* [THE TASK]
Which lines in the records below contain the word "OpenOptions"? Report each of them.

[Stored data]
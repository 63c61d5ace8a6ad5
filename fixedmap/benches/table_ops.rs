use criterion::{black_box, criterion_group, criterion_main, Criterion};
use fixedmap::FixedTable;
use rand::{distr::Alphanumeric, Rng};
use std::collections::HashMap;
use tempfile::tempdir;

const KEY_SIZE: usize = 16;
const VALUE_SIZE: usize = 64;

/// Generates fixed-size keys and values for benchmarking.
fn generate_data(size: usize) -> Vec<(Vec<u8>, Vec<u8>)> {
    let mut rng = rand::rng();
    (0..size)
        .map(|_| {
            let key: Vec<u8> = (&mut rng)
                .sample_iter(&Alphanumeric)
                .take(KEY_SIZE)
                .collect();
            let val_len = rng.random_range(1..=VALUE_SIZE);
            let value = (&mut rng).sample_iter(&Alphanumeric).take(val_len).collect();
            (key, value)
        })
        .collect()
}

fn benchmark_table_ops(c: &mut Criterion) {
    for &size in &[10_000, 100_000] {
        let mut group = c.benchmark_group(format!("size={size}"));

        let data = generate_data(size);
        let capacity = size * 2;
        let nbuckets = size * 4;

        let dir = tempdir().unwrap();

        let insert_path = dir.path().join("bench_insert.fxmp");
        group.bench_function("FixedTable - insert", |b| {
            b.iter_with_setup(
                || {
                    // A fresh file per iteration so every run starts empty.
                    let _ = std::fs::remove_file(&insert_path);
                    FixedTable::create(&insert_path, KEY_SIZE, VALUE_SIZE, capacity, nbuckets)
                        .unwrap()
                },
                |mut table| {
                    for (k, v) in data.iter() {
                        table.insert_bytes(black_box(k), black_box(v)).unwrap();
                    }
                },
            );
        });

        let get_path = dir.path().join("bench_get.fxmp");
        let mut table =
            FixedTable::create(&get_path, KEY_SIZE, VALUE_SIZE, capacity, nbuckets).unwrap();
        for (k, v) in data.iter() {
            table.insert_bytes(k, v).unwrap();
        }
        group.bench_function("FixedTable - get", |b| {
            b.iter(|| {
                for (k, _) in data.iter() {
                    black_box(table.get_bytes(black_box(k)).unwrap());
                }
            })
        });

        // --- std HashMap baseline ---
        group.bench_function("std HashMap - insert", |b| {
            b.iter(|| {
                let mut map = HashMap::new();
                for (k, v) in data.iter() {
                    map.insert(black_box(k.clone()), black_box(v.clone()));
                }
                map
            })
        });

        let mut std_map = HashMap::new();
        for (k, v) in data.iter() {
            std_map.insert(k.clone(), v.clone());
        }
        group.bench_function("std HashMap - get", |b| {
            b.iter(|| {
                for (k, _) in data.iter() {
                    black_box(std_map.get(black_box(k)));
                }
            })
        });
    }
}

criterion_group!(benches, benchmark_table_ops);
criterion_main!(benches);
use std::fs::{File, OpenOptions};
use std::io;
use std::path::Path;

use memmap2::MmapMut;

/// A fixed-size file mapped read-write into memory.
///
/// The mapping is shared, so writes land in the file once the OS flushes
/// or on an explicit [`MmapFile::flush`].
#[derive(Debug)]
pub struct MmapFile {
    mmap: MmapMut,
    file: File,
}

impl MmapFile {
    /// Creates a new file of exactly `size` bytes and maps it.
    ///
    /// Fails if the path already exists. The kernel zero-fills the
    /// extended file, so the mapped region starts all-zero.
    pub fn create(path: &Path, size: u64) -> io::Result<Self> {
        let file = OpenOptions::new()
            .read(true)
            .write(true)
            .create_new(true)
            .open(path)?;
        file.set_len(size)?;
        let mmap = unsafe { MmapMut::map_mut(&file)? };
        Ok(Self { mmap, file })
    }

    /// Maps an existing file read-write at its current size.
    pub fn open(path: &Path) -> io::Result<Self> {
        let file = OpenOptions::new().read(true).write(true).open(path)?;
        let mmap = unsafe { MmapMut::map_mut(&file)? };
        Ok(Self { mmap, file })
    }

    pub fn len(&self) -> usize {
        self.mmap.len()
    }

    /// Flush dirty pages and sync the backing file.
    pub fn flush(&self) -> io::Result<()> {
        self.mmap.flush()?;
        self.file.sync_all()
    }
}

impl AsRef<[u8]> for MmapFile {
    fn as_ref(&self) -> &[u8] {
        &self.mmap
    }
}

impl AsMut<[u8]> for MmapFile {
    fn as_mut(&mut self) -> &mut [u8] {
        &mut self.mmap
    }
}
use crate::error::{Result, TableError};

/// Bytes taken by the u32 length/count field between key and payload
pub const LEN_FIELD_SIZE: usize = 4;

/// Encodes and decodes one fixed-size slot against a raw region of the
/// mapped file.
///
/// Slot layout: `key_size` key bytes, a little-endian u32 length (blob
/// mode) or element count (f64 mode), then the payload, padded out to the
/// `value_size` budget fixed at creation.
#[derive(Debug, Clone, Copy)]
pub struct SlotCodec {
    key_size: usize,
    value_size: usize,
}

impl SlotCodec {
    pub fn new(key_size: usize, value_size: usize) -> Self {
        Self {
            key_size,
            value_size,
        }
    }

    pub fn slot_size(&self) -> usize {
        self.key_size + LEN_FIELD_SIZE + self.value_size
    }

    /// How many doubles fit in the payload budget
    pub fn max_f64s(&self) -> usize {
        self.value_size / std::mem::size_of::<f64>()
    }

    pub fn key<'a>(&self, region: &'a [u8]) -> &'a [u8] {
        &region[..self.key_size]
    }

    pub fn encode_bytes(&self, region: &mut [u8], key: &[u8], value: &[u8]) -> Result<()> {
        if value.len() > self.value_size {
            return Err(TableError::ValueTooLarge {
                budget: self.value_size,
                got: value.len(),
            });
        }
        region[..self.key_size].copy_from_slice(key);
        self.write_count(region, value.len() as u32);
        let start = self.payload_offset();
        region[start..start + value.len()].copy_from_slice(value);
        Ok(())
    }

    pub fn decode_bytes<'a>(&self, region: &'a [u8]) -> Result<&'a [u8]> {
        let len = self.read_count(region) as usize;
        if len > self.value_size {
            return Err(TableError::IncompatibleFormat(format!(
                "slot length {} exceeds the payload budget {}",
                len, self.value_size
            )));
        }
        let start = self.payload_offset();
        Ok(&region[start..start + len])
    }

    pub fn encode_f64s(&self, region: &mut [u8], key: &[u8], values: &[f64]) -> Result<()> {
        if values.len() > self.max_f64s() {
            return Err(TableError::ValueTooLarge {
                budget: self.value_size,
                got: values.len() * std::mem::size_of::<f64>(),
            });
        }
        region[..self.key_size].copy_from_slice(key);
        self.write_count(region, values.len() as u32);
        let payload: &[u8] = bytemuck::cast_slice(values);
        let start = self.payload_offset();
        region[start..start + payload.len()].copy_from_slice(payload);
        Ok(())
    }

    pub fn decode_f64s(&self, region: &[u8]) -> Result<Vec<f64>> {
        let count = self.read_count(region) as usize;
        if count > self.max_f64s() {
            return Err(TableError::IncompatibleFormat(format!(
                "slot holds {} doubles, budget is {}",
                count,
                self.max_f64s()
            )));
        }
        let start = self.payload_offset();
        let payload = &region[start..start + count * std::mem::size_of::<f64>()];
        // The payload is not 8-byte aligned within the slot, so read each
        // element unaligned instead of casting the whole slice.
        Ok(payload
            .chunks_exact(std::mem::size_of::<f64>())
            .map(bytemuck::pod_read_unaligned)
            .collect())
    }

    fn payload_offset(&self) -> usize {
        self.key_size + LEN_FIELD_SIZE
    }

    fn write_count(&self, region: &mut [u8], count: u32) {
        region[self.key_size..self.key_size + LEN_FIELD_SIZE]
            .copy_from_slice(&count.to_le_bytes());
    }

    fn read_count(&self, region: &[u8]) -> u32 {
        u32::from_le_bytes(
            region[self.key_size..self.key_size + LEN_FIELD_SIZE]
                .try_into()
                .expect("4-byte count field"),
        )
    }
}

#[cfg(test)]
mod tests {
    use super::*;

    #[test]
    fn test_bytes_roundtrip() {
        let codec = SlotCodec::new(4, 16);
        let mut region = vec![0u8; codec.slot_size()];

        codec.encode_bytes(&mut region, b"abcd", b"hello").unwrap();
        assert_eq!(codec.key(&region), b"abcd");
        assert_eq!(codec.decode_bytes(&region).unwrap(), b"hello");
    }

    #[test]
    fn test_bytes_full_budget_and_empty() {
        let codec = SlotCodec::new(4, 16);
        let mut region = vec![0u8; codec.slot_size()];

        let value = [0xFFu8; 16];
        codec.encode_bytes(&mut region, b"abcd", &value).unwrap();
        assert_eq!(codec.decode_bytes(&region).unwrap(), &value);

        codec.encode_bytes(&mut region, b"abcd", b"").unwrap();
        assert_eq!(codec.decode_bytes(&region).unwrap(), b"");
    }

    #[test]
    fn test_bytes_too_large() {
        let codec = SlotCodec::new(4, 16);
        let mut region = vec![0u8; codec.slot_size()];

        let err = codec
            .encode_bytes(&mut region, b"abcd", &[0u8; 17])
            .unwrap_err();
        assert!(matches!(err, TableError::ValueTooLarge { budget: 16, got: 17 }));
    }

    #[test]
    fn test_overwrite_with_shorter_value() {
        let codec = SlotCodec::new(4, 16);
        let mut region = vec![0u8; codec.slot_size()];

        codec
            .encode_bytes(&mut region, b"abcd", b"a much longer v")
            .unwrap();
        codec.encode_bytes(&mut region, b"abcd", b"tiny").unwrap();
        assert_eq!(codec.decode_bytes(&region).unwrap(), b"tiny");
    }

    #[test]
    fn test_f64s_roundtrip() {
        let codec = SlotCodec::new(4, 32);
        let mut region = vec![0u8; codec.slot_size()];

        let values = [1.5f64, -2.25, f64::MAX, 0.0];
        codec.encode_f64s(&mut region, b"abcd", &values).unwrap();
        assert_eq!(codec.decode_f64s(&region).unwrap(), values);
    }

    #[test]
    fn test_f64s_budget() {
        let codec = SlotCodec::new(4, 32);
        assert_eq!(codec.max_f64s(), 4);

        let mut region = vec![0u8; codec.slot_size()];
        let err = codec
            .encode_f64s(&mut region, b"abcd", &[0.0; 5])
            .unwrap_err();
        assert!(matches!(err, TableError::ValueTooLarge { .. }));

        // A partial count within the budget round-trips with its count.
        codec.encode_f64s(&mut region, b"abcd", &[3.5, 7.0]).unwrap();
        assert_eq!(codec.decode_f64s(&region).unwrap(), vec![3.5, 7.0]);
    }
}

* [TASK SOLUTION]
use std::fs::{File, OpenOptions};
        let file = OpenOptions::new()
        let file = OpenOptions::new().read(true).write(true).open(path)?;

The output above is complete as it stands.